このような一色の捜査手法を県警では「鬼捜査」と呼んだ。
キャリア警察の暴走。これが事実上黙認されているには理由があった。捜査二課の検挙率が一色の着任後、飛躍的にアップしたのである。
組織内部の不協和音と検挙実績の向上。どちらが警察にとって大事かといえば考えるまでもなく後者だ。
「鬼捜査」の存在は決して外に出ることはなかった。
実績を積み、捜査二課課長から刑事部長に昇進した一色は「鬼捜査」を刑事部全体に適用した。

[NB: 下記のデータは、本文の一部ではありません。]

#[test]
fn user_tokens_are_spaced_and_on_surface() {
    let mut s = SketchStore::new();
    let people: Vec<_> = (0..40).map(|i| participant(&format!("p{i}"))).collect();
    s.add_user_tokens(&people);
    let tokens = &s.state().tokens;
    assert_eq!(tokens[1].x - tokens[0].x, USER_TOKEN_SPACING);
    for t in tokens {
        assert!(t.x + TOKEN_SIZE <= SURFACE_WIDTH);
        assert!(t.y + TOKEN_SIZE <= SURFACE_HEIGHT);
    }
}

#[test]
fn duplicate_copies_look_not_owner() {
    let mut s = SketchStore::new();
    let ana = participant("Ana");
    let ids = s.add_user_tokens(std::slice::from_ref(&ana));
    s.change_token_color(ids[0], "#abcdef").unwrap();
    s.set_token_tooltip(ids[0], TooltipPlacement::Left).unwrap();
    let copy = s.duplicate_token(ids[0]).unwrap();
    let original = s.state().token(ids[0]).unwrap().clone();
    let copy = s.state().token(copy).unwrap();
    assert_eq!(copy.color, "#abcdef");
    assert_eq!(copy.tooltip_placement, TooltipPlacement::Left);
    assert_eq!(copy.attached_data, None);
    assert_eq!((copy.x, copy.y), (original.x + 20.0, original.y + 20.0));
}

#[test]
fn duplicate_near_edge_stays_in_place() {
    let mut s = SketchStore::new();
    let id = s.add_token();
    s.preview_token(id, Point::new(SURFACE_WIDTH - TOKEN_SIZE, 10.0)).unwrap();
    let copy = s.duplicate_token(id).unwrap();
    assert_eq!(s.state().token(copy).unwrap().x, SURFACE_WIDTH - TOKEN_SIZE);
}

#[test]
fn attach_and_color_are_not_logged() {
    let mut s = seeded();
    let id = token_id(&s, 0);
    let ana = participant("Ana");
    s.attach_token(id, AttachedRef::for_participant(&ana)).unwrap();
    assert!(s.state().tokens[0].is_attached_to(ana.id));
    s.unattach_token(id).unwrap();
    assert_eq!(s.state().tokens[0].attached_data, None);
    s.change_token_color(id, "#000").unwrap();
    s.set_token_tooltip(id, TooltipPlacement::Bottom).unwrap();
    assert!(s.events().is_empty());
}

#[test]
fn remote_token_keeps_local_position() {
    let mut s = seeded();
    let mut remote = s.state().tokens[1].clone();
    remote.index = 0;
    remote.x = 777.0;
    s.apply_remote_token(remote).unwrap();
    assert_eq!(s.state().tokens[1].x, 777.0);
    assert!(s.state().indices_consistent());
    assert!(s.events().is_empty());
}

// =============================================================
// bulk clears
// =============================================================

#[test]
fn clear_tokens_is_idempotent_and_prunes() {
    let mut s = SketchStore::new();
    s.add_token();
    s.add_image("https://cdn.test/a.png");
    s.add_token();
    s.clear_tokens();
    let once = s.state().tokens.clone();
    s.clear_tokens();
    assert!(once.is_empty());
    assert!(s.state().tokens.is_empty());
    assert!(s.events().iter().all(|e| e.category() != EventCategory::Token));
    assert_eq!(s.events().len(), 1);
}

#[test]
fn clear_sketch_empties_everything_but_display() {
    let mut s = seeded();
    s.set_displayed(true);
    s.add_token();
    s.clear_sketch();
    assert!(s.state().paths.is_empty() && s.state().images.is_empty() && s.state().tokens.is_empty());
    assert!(s.events().is_empty());
    assert!(s.state().displayed);
    assert_eq!(s.undo(), Ok(None));
}

#[test]
fn replace_from_remote_keeps_log() {
    let mut s = SketchStore::new();
    s.add_token();
    let remote = seeded().snapshot();
    s.replace_from_remote(remote.clone());
    assert_eq!(s.snapshot(), remote);
    assert_eq!(s.events().len(), 1);
}

// =============================================================
// scenarios
// =============================================================

#[test]
fn scenario_drag_image_then_undo() {
    let mut s = SketchStore::new();
    let id = s.add_image("https://cdn.test/map.png");
    s.resolve_image_height(id, 900.0, 600.0).unwrap();
    let previous = s.state().image(id).unwrap().clone();
    let bounds = previous.bounds().unwrap();

    let grab = Point::new(30.0, 30.0);
    let pointer = Point::new(previous.x + grab.x + 50.0, previous.y + grab.y + 20.0);
    let target = compute_move_target(pointer, grab, bounds, Size::surface()).unwrap();
    let mut moved = previous.clone();
    moved.x = target.x;
    moved.y = target.y;
    s.move_image(moved, previous).unwrap();

    let image = s.state().image(id).unwrap();
    assert_eq!((image.x, image.y), (150.0, 120.0));
    s.undo().unwrap();
    let image = s.state().image(id).unwrap();
    assert_eq!((image.x, image.y), (100.0, 100.0));
}

#[test]
fn scenario_resize_from_se() {
    let mut s = SketchStore::new();
    let id = s.add_image("https://cdn.test/map.png");
    s.resolve_image_height(id, 300.0, 200.0).unwrap();
    let previous = s.state().image(id).unwrap().clone();
    let initial = previous.bounds().unwrap();
    let start = initial.corner(ResizeHandle::Se);
    let next =
        compute_resize_target(ResizeHandle::Se, initial, start, Point::new(start.x + 90.0, start.y), Size::surface())
            .unwrap();
    let mut resized = previous.clone();
    resized.width = next.width;
    resized.height = Some(next.height);
    s.resize_image(resized, previous.clone()).unwrap();

    let image = s.state().image(id).unwrap();
    assert_eq!(image.width, previous.width + 90.0);
    assert!((image.height.unwrap() - image.width * 2.0 / 3.0).abs() < 1e-9);
    assert_eq!((image.x, image.y), (previous.x, previous.y));
}

#[test]
fn scenario_forward_then_backward() {
    let mut s = SketchStore::new();
    let img0 = s.add_image("https://cdn.test/0.png");
    let img1 = s.add_image("https://cdn.test/1.png");
    s.forward_image(img0).unwrap();
    assert_eq!((image_id(&s, 0), image_id(&s, 1)), (img1, img0));
    s.backward_image(img0).unwrap();
    assert_eq!((image_id(&s, 0), image_id(&s, 1)), (img0, img1));
    assert!(s.state().indices_consistent());
}

#[test]
fn scenario_clear_drawings_drops_history() {
    let mut s = SketchStore::new();
    let token = s.add_token();
    for _ in 0..3 {
        s.add_drawing(stroke());
    }
    s.clear_drawings();
    assert!(s.state().paths.is_empty());
    assert!(s.events().iter().all(|e| e.category() != EventCategory::Drawing));
    // Undo falls through to the token add.
    assert!(matches!(s.undo().unwrap(), Some(SketchEvent::TokenAdd { token: t }) if t.id == token));
    assert!(s.state().tokens.is_empty());
}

二課の連中はすでに彼のやり方に免疫を持っていたが、一課にはそれが無かった。
警察組織において上司の命令は絶対である。しかし一色の「鬼捜査」によって一課の不協和音がどんどん拡がっていく。この状態を見るに見かねた片倉は折を見て彼に意見した。
だが彼の意見は取り合ってくれる事は無かった。
一色が刑事部長になって三ヶ月後、片倉は「もうついていけない」と言うことで古田に警察を辞めたいと相談を持ちかけた。
しかし慰留され、彼は現在も一色の下で働いている。
片倉は一色のやり方を認めた訳ではなかった。しかし彼が刑事部長になり一年経った現在において、捜査一課の殺人や強盗などの重大事件の検挙率は100%。それまでの実績は70%であり、彼の実績については認めざるを得ない状況だった。また、彼の捜査方法に対する市民からの苦情等も受け付けていない。不満が出ているのはもっぱら組織内部からのものだけだった。
「どうした片倉。さっきから携帯ばっかりいじって。」
古田は自分の腕時計に目をやった。時刻は午前0時10分。
家族や友人に電話をかけるような時間でもない。喫煙所に入ってきてから、携帯ばかり気にしている片倉を不審に思った古田は彼に声をかけた。
「トシさん。マズいんや…。」
「ん?」
「部長と連絡がとれんげん。」
「…え?」
「さっから何回も携帯に電話しとるんやけど、電源が切られとるんや。」
「どういう事ぃや。」
片倉は首を横に振った。
「お得意のスタンドプレーが始まったかもしれんな…。」
とにかく通報が入っているのだから、初動は迅速にせねばならない。片倉はそう言うと一課へ早足で向かって行った。